(Beginning of Records shown)

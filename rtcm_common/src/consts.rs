//! System-wide constants for the RTCM workspace.
//!
//! Single source of truth for numeric limits and default paths.

/// Default periodic cycle time in microseconds (1 kHz = 1000 µs).
pub const DEFAULT_CYCLE_TIME_US: u32 = 1000;

/// Shortest cycle time accepted by config validation.
pub const MIN_CYCLE_TIME_US: u32 = 100;

/// Longest cycle time accepted by config validation (10 Hz).
pub const MAX_CYCLE_TIME_US: u32 = 100_000;

/// Default SCHED_FIFO priority for the periodic thread.
pub const DEFAULT_RT_PRIORITY: i32 = 80;

/// Default CPU core the periodic thread is pinned to.
pub const DEFAULT_CPU_CORE: usize = 1;

/// Number of runtime faults kept in the introspection history.
pub const FAULT_HISTORY_LEN: usize = 32;

/// Overrun warnings logged verbatim before switching to every 1000th.
pub const OVERRUN_LOG_LIMIT: u64 = 10;

/// Default configuration file path.
pub const DEFAULT_CONFIG_PATH: &str = "/etc/rtcm/rtcm.toml";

(End of Records shown)

**Your task**
Read the records above. Show each line that has the string "periodic".

**Problem solution**
/// Default periodic cycle time in microseconds (1 kHz = 1000 µs).
/// Default SCHED_FIFO priority for the periodic thread.
/// Default CPU core the periodic thread is pinned to.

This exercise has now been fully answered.